// HTTP API Integration Tests
// Exercises the complete REST surface with real HTTP requests against a
// server bound to a random port.

use anyhow::Result;
use garasi::{catalog_store::CatalogStore, start_server};
use reqwest::{Client, StatusCode};
use serde_json::{json, Value};
use std::sync::Arc;
use tempfile::TempDir;
use tokio::{sync::Mutex, time::Duration};

fn seed_catalog() -> Value {
    json!({
        "car": {
            "sedan": [
                { "name": "Civic", "description": "compact sedan", "releaseYear": 2020 },
                { "name": "Model 3", "description": "electric sedan", "releaseYear": 2021 }
            ],
            "suv": [
                { "name": "CR-V", "description": "compact suv", "releaseYear": 2020 }
            ]
        },
        "motorcycle": {
            "sport": [
                { "name": "Ninja", "description": "sport bike", "releaseYear": 2020 },
                { "name": "Relic", "description": "year lost to time", "releaseYear": "unknown" }
            ]
        }
    })
}

/// Start a server on a random available port over a freshly seeded catalog.
async fn start_test_server(stale_views: bool) -> (String, TempDir, tokio::task::JoinHandle<Result<()>>) {
    let temp_dir = TempDir::new().expect("Failed to create temp dir");
    let db_path = temp_dir.path().join("db.json");
    std::fs::write(&db_path, seed_catalog().to_string()).expect("Failed to seed catalog");

    let store = CatalogStore::load(&db_path, stale_views)
        .await
        .expect("Failed to load catalog");
    let store = Arc::new(Mutex::new(store));

    // Use port 0 to get an available port automatically
    let listener = tokio::net::TcpListener::bind("127.0.0.1:0")
        .await
        .expect("Failed to bind to port");
    let port = listener.local_addr().unwrap().port();
    drop(listener); // Close the listener so the server can bind to it

    let server_handle = tokio::spawn(async move { start_server(store, port).await });

    // Give the server a moment to start
    tokio::time::sleep(Duration::from_millis(100)).await;

    (format!("http://127.0.0.1:{port}"), temp_dir, server_handle)
}

#[tokio::test]
async fn test_health_check_endpoint() -> Result<()> {
    let (base_url, _temp_dir, server_handle) = start_test_server(false).await;
    let client = Client::new();

    let response = client.get(format!("{base_url}/health")).send().await?;
    assert_eq!(response.status(), StatusCode::OK);

    let body: Value = response.json().await?;
    assert_eq!(body["status"], "healthy");
    assert!(body["version"].is_string());

    server_handle.abort();
    Ok(())
}

#[tokio::test]
async fn test_lookup_endpoints() -> Result<()> {
    let (base_url, _temp_dir, server_handle) = start_test_server(false).await;
    let client = Client::new();

    // Whole category
    let response = client.get(format!("{base_url}/all/car")).send().await?;
    assert_eq!(response.status(), StatusCode::OK);
    let body: Value = response.json().await?;
    assert_eq!(body["data"]["sedan"].as_array().unwrap().len(), 2);
    assert_eq!(body["message"], "success");

    // One type
    let response = client
        .get(format!("{base_url}/all/car/sedan"))
        .send()
        .await?;
    assert_eq!(response.status(), StatusCode::OK);
    let body: Value = response.json().await?;
    assert_eq!(body["data"][0]["name"], "Civic");

    // Case-insensitive name lookup
    let response = client
        .get(format!("{base_url}/car/sedan/cIvIc"))
        .send()
        .await?;
    assert_eq!(response.status(), StatusCode::OK);
    let body: Value = response.json().await?;
    assert_eq!(body["data"]["name"], "Civic");

    // Unknown paths
    for uri in ["/all/plane", "/all/car/coupe", "/car/sedan/ghost"] {
        let response = client.get(format!("{base_url}{uri}")).send().await?;
        assert_eq!(response.status(), StatusCode::NOT_FOUND, "uri: {uri}");
    }

    server_handle.abort();
    Ok(())
}

#[tokio::test]
async fn test_release_year_lookup_unions_categories() -> Result<()> {
    let (base_url, _temp_dir, server_handle) = start_test_server(false).await;
    let client = Client::new();

    let response = client.get(format!("{base_url}/2020")).send().await?;
    assert_eq!(response.status(), StatusCode::OK);
    let body: Value = response.json().await?;
    let names: Vec<&str> = body["data"]
        .as_array()
        .unwrap()
        .iter()
        .map(|v| v["name"].as_str().unwrap())
        .collect();
    // Across both categories; the vehicle with an unparsable year never shows up.
    assert_eq!(names, ["Civic", "CR-V", "Ninja"]);

    let response = client.get(format!("{base_url}/1999")).send().await?;
    assert_eq!(response.status(), StatusCode::NOT_FOUND);

    // Non-numeric year segment matches nothing (and is not confused with a
    // category, which would need three segments).
    let response = client.get(format!("{base_url}/someday")).send().await?;
    assert_eq!(response.status(), StatusCode::NOT_FOUND);

    server_handle.abort();
    Ok(())
}

#[tokio::test]
async fn test_vehicle_lifecycle() -> Result<()> {
    let (base_url, _temp_dir, server_handle) = start_test_server(false).await;
    let client = Client::new();

    // Create
    let new_vehicle = json!({
        "name": "Accord",
        "description": "mid-size sedan",
        "releaseYear": 2023,
        "trim": "Touring"
    });
    let response = client
        .post(format!("{base_url}/add/car/sedan"))
        .json(&new_vehicle)
        .send()
        .await?;
    assert_eq!(response.status(), StatusCode::CREATED);
    let body: Value = response.json().await?;
    assert_eq!(body["data"], new_vehicle);
    assert_eq!(body["message"], "Created");

    // Duplicate name, case-insensitive
    let dup = json!({ "name": "ACCORD", "description": "again", "releaseYear": 2024 });
    let response = client
        .post(format!("{base_url}/add/car/sedan"))
        .json(&dup)
        .send()
        .await?;
    assert_eq!(response.status(), StatusCode::BAD_REQUEST);
    let body: Value = response.json().await?;
    assert_eq!(body["message"], "Data With That Name Already Existed");

    // Update replaces the whole record
    let replacement = json!({
        "name": "Accord",
        "description": "facelift",
        "releaseYear": 2025
    });
    let response = client
        .put(format!("{base_url}/update/car/sedan/accord"))
        .json(&replacement)
        .send()
        .await?;
    assert_eq!(response.status(), StatusCode::OK);
    let body: Value = response.json().await?;
    assert_eq!(body["data"], replacement);

    let response = client
        .get(format!("{base_url}/car/sedan/accord"))
        .send()
        .await?;
    let body: Value = response.json().await?;
    // The pre-update extra field must be gone.
    assert!(body["data"].get("trim").is_none());
    assert_eq!(body["data"]["description"], "facelift");

    // Delete, case-insensitive
    let response = client
        .delete(format!("{base_url}/delete/car/sedan/ACCORD"))
        .send()
        .await?;
    assert_eq!(response.status(), StatusCode::OK);
    let body: Value = response.json().await?;
    assert_eq!(body, json!({ "message": "Deleted" }));

    let response = client
        .get(format!("{base_url}/car/sedan/accord"))
        .send()
        .await?;
    assert_eq!(response.status(), StatusCode::NOT_FOUND);

    // Deleting again is a 404
    let response = client
        .delete(format!("{base_url}/delete/car/sedan/accord"))
        .send()
        .await?;
    assert_eq!(response.status(), StatusCode::NOT_FOUND);
    let body: Value = response.json().await?;
    assert_eq!(body["message"], "Data not found");

    server_handle.abort();
    Ok(())
}

#[tokio::test]
async fn test_validation_failures() -> Result<()> {
    let (base_url, _temp_dir, server_handle) = start_test_server(false).await;
    let client = Client::new();

    let response = client
        .post(format!("{base_url}/add/car/sedan"))
        .json(&json!({ "name": "NSX" }))
        .send()
        .await?;
    assert_eq!(response.status(), StatusCode::BAD_REQUEST);
    let body: Value = response.json().await?;
    assert_eq!(body["message"], "\"description\" is required");

    let response = client
        .post(format!("{base_url}/add/car/sedan"))
        .json(&json!({ "name": "NSX", "description": "x", "releaseYear": "2020" }))
        .send()
        .await?;
    assert_eq!(response.status(), StatusCode::BAD_REQUEST);
    let body: Value = response.json().await?;
    assert_eq!(body["message"], "\"releaseYear\" must be a number");

    let response = client
        .post(format!("{base_url}/add-category"))
        .json(&json!({}))
        .send()
        .await?;
    assert_eq!(response.status(), StatusCode::BAD_REQUEST);
    let body: Value = response.json().await?;
    assert_eq!(body["message"], "\"name\" is required");

    server_handle.abort();
    Ok(())
}

#[tokio::test]
async fn test_category_and_type_creation() -> Result<()> {
    let (base_url, _temp_dir, server_handle) = start_test_server(false).await;
    let client = Client::new();

    // New category shows up in the returned catalog and is readable at once
    let response = client
        .post(format!("{base_url}/add-category"))
        .json(&json!({ "name": "boat" }))
        .send()
        .await?;
    assert_eq!(response.status(), StatusCode::CREATED);
    let body: Value = response.json().await?;
    assert!(body["data"]["boat"].is_object());
    assert_eq!(body["message"], "Created new category");

    let response = client.get(format!("{base_url}/all/boat")).send().await?;
    assert_eq!(response.status(), StatusCode::OK);

    // Conflicts
    let response = client
        .post(format!("{base_url}/add-category"))
        .json(&json!({ "name": "boat" }))
        .send()
        .await?;
    assert_eq!(response.status(), StatusCode::CONFLICT);
    let body: Value = response.json().await?;
    assert_eq!(body["message"], "Category Already Exists");

    // New type under the new category, then a vehicle under it
    let response = client
        .post(format!("{base_url}/add-type/boat"))
        .json(&json!({ "name": "yacht" }))
        .send()
        .await?;
    assert_eq!(response.status(), StatusCode::CREATED);
    let body: Value = response.json().await?;
    assert_eq!(body["message"], "Created new type");

    let response = client
        .post(format!("{base_url}/add/boat/yacht"))
        .json(&json!({ "name": "Sunseeker", "description": "luxury", "releaseYear": 2019 }))
        .send()
        .await?;
    assert_eq!(response.status(), StatusCode::CREATED);

    let response = client
        .post(format!("{base_url}/add-type/boat"))
        .json(&json!({ "name": "yacht" }))
        .send()
        .await?;
    assert_eq!(response.status(), StatusCode::CONFLICT);

    let response = client
        .post(format!("{base_url}/add-type/plane"))
        .json(&json!({ "name": "jet" }))
        .send()
        .await?;
    assert_eq!(response.status(), StatusCode::NOT_FOUND);
    let body: Value = response.json().await?;
    assert_eq!(body["message"], "Category Not Found");

    server_handle.abort();
    Ok(())
}

#[tokio::test]
async fn test_stale_views_reproduce_snapshot_behavior() -> Result<()> {
    let (base_url, _temp_dir, server_handle) = start_test_server(true).await;
    let client = Client::new();

    let response = client
        .post(format!("{base_url}/add-category"))
        .json(&json!({ "name": "boat" }))
        .send()
        .await?;
    assert_eq!(response.status(), StatusCode::CREATED);

    // The category was persisted but the load-time snapshot gates reads.
    let response = client.get(format!("{base_url}/all/boat")).send().await?;
    assert_eq!(response.status(), StatusCode::NOT_FOUND);

    server_handle.abort();
    Ok(())
}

---

Your objective
Locate the word "listener" in the data above. Copy every line carrying it.

Your solution
    let listener = tokio::net::TcpListener::bind("127.0.0.1:0")
    let port = listener.local_addr().unwrap().port();
    drop(listener); // Close the listener so the server can bind to it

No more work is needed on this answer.